I took myself off coffee for the day so forgive me if this is a bit grouchy, but I did not enjoy this book. Nope, not at all. I get that it was outrageous in its time (1888), that as a historical document it has merit, that the bare bones of it are a sort of parable, but you know me–give me clear, beautiful sentences or I’ll give you crap.
The Man Who Would be King is narrated by a British journalist in India who gets in a pretty good intro (page 1: I have been a fellow to a beggar again and again under circumstances which prevented either of us finding out whether the other was worthy…) before fading off the page. He is a vessel for the actual story, an excuse for the two travelers he meets to relay their experiences. He plays only the smallest part in the actual unfolding of events. He thwarts the blackmailing efforts of the two travelers, who return at a later date to say that they’ve exhausted the possibilities of India and have decided to set out to become kings in the North. The journalist helps them and they set off, finagling their way into becoming Kings of the Kafirs in Afghanistan. They are highly successful, owing in no small part to their being Freemasons, and they are considered gods. When one of them decides to take a wife (apparently the Kafiri women are pretty hot, and despite not being European, are white), though, all hell breaks loose–she is afraid to marry a god and when she bites him to escape, he bleeds and everyone realizes that these two interlopers are not gods at all. One falls to his death from a rope bridge the Kafirs hack loose, the other is crucified for a day–when he survives the Kafirs declare it a miracle and he returns, a broken man, to the reporter to tell his tale, only to die of heat stroke soon after.
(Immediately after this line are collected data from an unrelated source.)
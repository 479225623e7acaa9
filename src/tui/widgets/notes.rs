use ratatui::{
    layout::{Constraint, Direction, Layout, Rect},
    style::{Color, Modifier, Style},
    text::{Line, Span},
    widgets::{Block, Borders, List, ListItem, ListState, Paragraph, Wrap},
    Frame,
};

use crate::curriculum;
use crate::tui::App;

pub fn draw(f: &mut Frame, app: &App, area: Rect) {
    if app.notes.items.is_empty() {
        let block = Block::default()
            .borders(Borders::ALL)
            .title(" Notes & Reflections ");
        let paragraph = Paragraph::new(
            "No notes yet. Use 'pytrack note set <day> <text>' to add one.",
        )
        .style(Style::default().fg(Color::DarkGray))
        .block(block);
        f.render_widget(paragraph, area);
        return;
    }

    let chunks = Layout::default()
        .direction(Direction::Horizontal)
        .constraints([Constraint::Percentage(35), Constraint::Percentage(65)])
        .split(area);

    draw_note_list(f, app, chunks[0]);
    draw_note_body(f, app, chunks[1]);
}

fn draw_note_list(f: &mut Frame, app: &App, area: Rect) {
    let items: Vec<ListItem> = app
        .notes
        .items
        .iter()
        .map(|(day, _)| {
            let topic = curriculum::day(*day).map(|d| d.topic).unwrap_or("-");
            ListItem::new(Line::from(vec![
                Span::styled(
                    format!("Day {:<3}", day),
                    Style::default().fg(Color::Gray),
                ),
                Span::styled(truncate(topic, 24), Style::default().fg(Color::White)),
            ]))
        })
        .collect();

    let block = Block::default()
        .borders(Borders::ALL)
        .title(format!(" Notes ({}) ", app.notes.items.len()))
        .title_style(Style::default().fg(Color::Magenta));

    let list = List::new(items)
        .block(block)
        .highlight_style(
            Style::default()
                .bg(Color::DarkGray)
                .add_modifier(Modifier::BOLD),
        )
        .highlight_symbol("> ");

    let mut state = ListState::default();
    state.select(app.notes.selected);

    f.render_stateful_widget(list, area, &mut state);
}

fn draw_note_body(f: &mut Frame, app: &App, area: Rect) {
    let selected = app
        .notes
        .selected
        .and_then(|i| app.notes.items.get(i));

    let (title, body) = match selected {
        Some((day, note)) => {
            let info = curriculum::day(*day);
            let week_line = info
                .map(|d| format!("Week {}: {}", d.week, d.week_title))
                .unwrap_or_default();
            let topic = info.map(|d| d.topic).unwrap_or("-");
            (
                format!(" Day {}: {} ", day, topic),
                format!("{}\n\n{}", week_line, note),
            )
        }
        None => (" Note ".to_string(), String::new()),
    };

    let block = Block::default()
        .borders(Borders::ALL)
        .title(title)
        .title_style(Style::default().fg(Color::Yellow));

    let paragraph = Paragraph::new(body).block(block).wrap(Wrap { trim: true });
    f.render_widget(paragraph, area);
}

fn truncate(s: &str, max_len: usize) -> String {
    if s.len() <= max_len {
        s.to_string()
    } else {
        format!("{}...", &s[..max_len.saturating_sub(3)])
    }
}
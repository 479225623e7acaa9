//! Derived statistics over the progress aggregate.
//!
//! Everything here is a pure function of `(ProgressData, catalog)` - no I/O,
//! no mutation - and tolerates a maximally sparse (empty) aggregate.

use chrono::{Duration, NaiveDate};

use crate::curriculum::{DAYS_PER_WEEK, DAYS_TOTAL, WEEKS_TOTAL};
use crate::models::{ProgressData, ProgressRow};

/// Dense 21-row projection of the aggregate, in day order 1..=21.
/// Days without entries come back as incomplete with zero minutes.
pub fn all_progress_rows(data: &ProgressData) -> Vec<ProgressRow> {
    (1..=DAYS_TOTAL)
        .map(|day| ProgressRow {
            day,
            completed: data.is_completed(day),
            completion_date: data.completion_date(day).map(str::to_string),
            time_spent_minutes: data.time_spent_minutes(day),
        })
        .collect()
}

/// Share of the curriculum completed, 0.0..=100.0.
pub fn completion_percentage(data: &ProgressData) -> f64 {
    let completed = data.progress.values().filter(|e| e.completed).count();
    (completed as f64 / DAYS_TOTAL as f64) * 100.0
}

/// Completed-day counts per week bucket (days 1-7 / 8-14 / 15-21).
pub fn weekly_progress(data: &ProgressData) -> [u32; 3] {
    let mut weekly = [0u32; 3];

    for day in 1..=DAYS_TOTAL {
        if data.is_completed(day) {
            let week_idx = ((day - 1) / DAYS_PER_WEEK) as usize;
            if week_idx < WEEKS_TOTAL as usize {
                weekly[week_idx] += 1;
            }
        }
    }

    weekly
}

/// Study time per week bucket, in hours. Time on incomplete days counts:
/// time tracking and completion tracking are independent axes.
pub fn weekly_time_hours(data: &ProgressData) -> [f64; 3] {
    let mut weekly = [0u32; 3];

    for day in 1..=DAYS_TOTAL {
        let week_idx = ((day - 1) / DAYS_PER_WEEK) as usize;
        if week_idx < WEEKS_TOTAL as usize {
            weekly[week_idx] += data.time_spent_minutes(day);
        }
    }

    weekly.map(|minutes| minutes as f64 / 60.0)
}

/// Total recorded study time across all days, in minutes.
pub fn total_study_time(data: &ProgressData) -> u32 {
    (1..=DAYS_TOTAL).map(|day| data.time_spent_minutes(day)).sum()
}

/// Consecutive completed days ending at the most recent completed day.
/// Zero when nothing is completed yet.
pub fn learning_streak(rows: &[ProgressRow]) -> u32 {
    let Some(last) = rows.iter().rposition(|r| r.completed) else {
        return 0;
    };

    let mut streak = 0;
    for row in rows[..=last].iter().rev() {
        if row.completed {
            streak += 1;
        } else {
            break;
        }
    }
    streak
}

/// "Xh YYm" display form of a flat minute count.
pub fn format_minutes(minutes: u32) -> String {
    format!("{}h {:02}m", minutes / 60, minutes % 60)
}

/// Maps calendar dates to curriculum day numbers. Day 1 falls on the start
/// date; the value one past the end marks the curriculum as finished.
#[derive(Debug, Clone, Copy, PartialEq, Eq)]
pub struct Schedule {
    start: NaiveDate,
}

/// `current_day` value meaning "past day 21".
pub const PAST_END: u8 = DAYS_TOTAL + 1;

impl Schedule {
    pub fn new(start: NaiveDate) -> Self {
        Self { start }
    }

    pub fn start(&self) -> NaiveDate {
        self.start
    }

    /// Curriculum day number for `today`, clamped to 1..=22. Dates before the
    /// start clamp to day 1; dates past the end clamp to [`PAST_END`].
    pub fn current_day(&self, today: NaiveDate) -> u8 {
        let elapsed = (today - self.start).num_days();
        if elapsed < 0 {
            return 1;
        }
        let day = elapsed + 1;
        if day > DAYS_TOTAL as i64 {
            PAST_END
        } else {
            day as u8
        }
    }

    /// Calendar date a curriculum day falls on. None outside 1..=21.
    pub fn scheduled_date(&self, day: u8) -> Option<NaiveDate> {
        if (1..=DAYS_TOTAL).contains(&day) {
            Some(self.start + Duration::days(day as i64 - 1))
        } else {
            None
        }
    }
}
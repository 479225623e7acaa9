use ratatui::{
    layout::{Constraint, Direction, Layout, Rect},
    style::{Color, Modifier, Style},
    text::{Line, Span},
    widgets::{Block, Borders, Paragraph, Tabs},
    Frame,
};

use super::widgets::{dashboard, day_detail, days, notes};
use super::{App, View};

pub fn draw(f: &mut Frame, app: &App) {
    let chunks = Layout::default()
        .direction(Direction::Vertical)
        .constraints([
            Constraint::Length(3), // Tab bar
            Constraint::Min(0),    // Content
            Constraint::Length(1), // Help bar
        ])
        .split(f.area());

    draw_tabs(f, app, chunks[0]);
    draw_content(f, app, chunks[1]);
    draw_help_bar(f, app, chunks[2]);
}

fn draw_tabs(f: &mut Frame, app: &App, area: Rect) {
    let tab_titles = vec!["Dashboard", "Days", "Notes"];
    let selected = match app.view {
        View::Dashboard => 0,
        View::Days | View::DayDetail => 1,
        View::Notes => 2,
    };

    let tabs = Tabs::new(tab_titles)
        .block(Block::default().borders(Borders::ALL).title(" pytrack "))
        .select(selected)
        .style(Style::default().fg(Color::White))
        .highlight_style(
            Style::default()
                .fg(Color::Yellow)
                .add_modifier(Modifier::BOLD),
        );

    f.render_widget(tabs, area);
}

fn draw_content(f: &mut Frame, app: &App, area: Rect) {
    match app.view {
        View::Dashboard => dashboard::draw(f, app, area),
        View::Days => days::draw(f, app, area),
        View::DayDetail => day_detail::draw(f, app, area),
        View::Notes => notes::draw(f, app, area),
    }
}

fn draw_help_bar(f: &mut Frame, app: &App, area: Rect) {
    let mut spans = vec![
        Span::styled("h/l", Style::default().fg(Color::Cyan)),
        Span::raw(" Views  "),
    ];

    match app.view {
        View::Dashboard => {
            spans.extend(vec![
                Span::styled("^r", Style::default().fg(Color::Cyan)),
                Span::raw(" Refresh  "),
            ]);
        }
        View::Days => {
            spans.extend(vec![
                Span::styled("j/k", Style::default().fg(Color::Cyan)),
                Span::raw(" Nav  "),
                Span::styled("g/G", Style::default().fg(Color::Cyan)),
                Span::raw(" Top/Bot  "),
                Span::styled("l/<CR>", Style::default().fg(Color::Cyan)),
                Span::raw(" Open  "),
                Span::styled("c", Style::default().fg(Color::Cyan)),
                Span::raw(" Toggle done  "),
            ]);
        }
        View::DayDetail => {
            spans.extend(vec![
                Span::styled("h/<Esc>", Style::default().fg(Color::Cyan)),
                Span::raw(" Back  "),
                Span::styled("c", Style::default().fg(Color::Cyan)),
                Span::raw(" Toggle done  "),
                Span::styled("^r", Style::default().fg(Color::Cyan)),
                Span::raw(" Refresh  "),
            ]);
        }
        View::Notes => {
            spans.extend(vec![
                Span::styled("j/k", Style::default().fg(Color::Cyan)),
                Span::raw(" Nav  "),
                Span::styled("g/G", Style::default().fg(Color::Cyan)),
                Span::raw(" Top/Bot  "),
            ]);
        }
    }

    spans.extend(vec![
        Span::styled("q", Style::default().fg(Color::Cyan)),
        Span::raw(" Quit"),
    ]);

    let help = Paragraph::new(Line::from(spans)).style(Style::default().bg(Color::DarkGray));

    f.render_widget(help, area);
}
I have to admit that, in summary, this sounds kind of exciting. In the reading of it, though, I found it confusing and decidedly unexciting. The whole book was expository–the reader is removed from the action, hearing about it all second hand, after the fact. The tone of the narrative also makes it impossible to like any of the characters–it isn’t kind to any of them. I will venture to say it is even a little smarmy. I wasn’t rooting for anyone–not the journalist, not the adventurers, not even the Kafirs.
p.s. If you are wondering why I keep calling this a book when you’ve always thought of it as a short story, it’s because The Man Who Would be King is out on Melville House’s The Art of the Novella series, so it is bound all by itself in a lovely bright blue package. The design was my favorite part of this reading experience.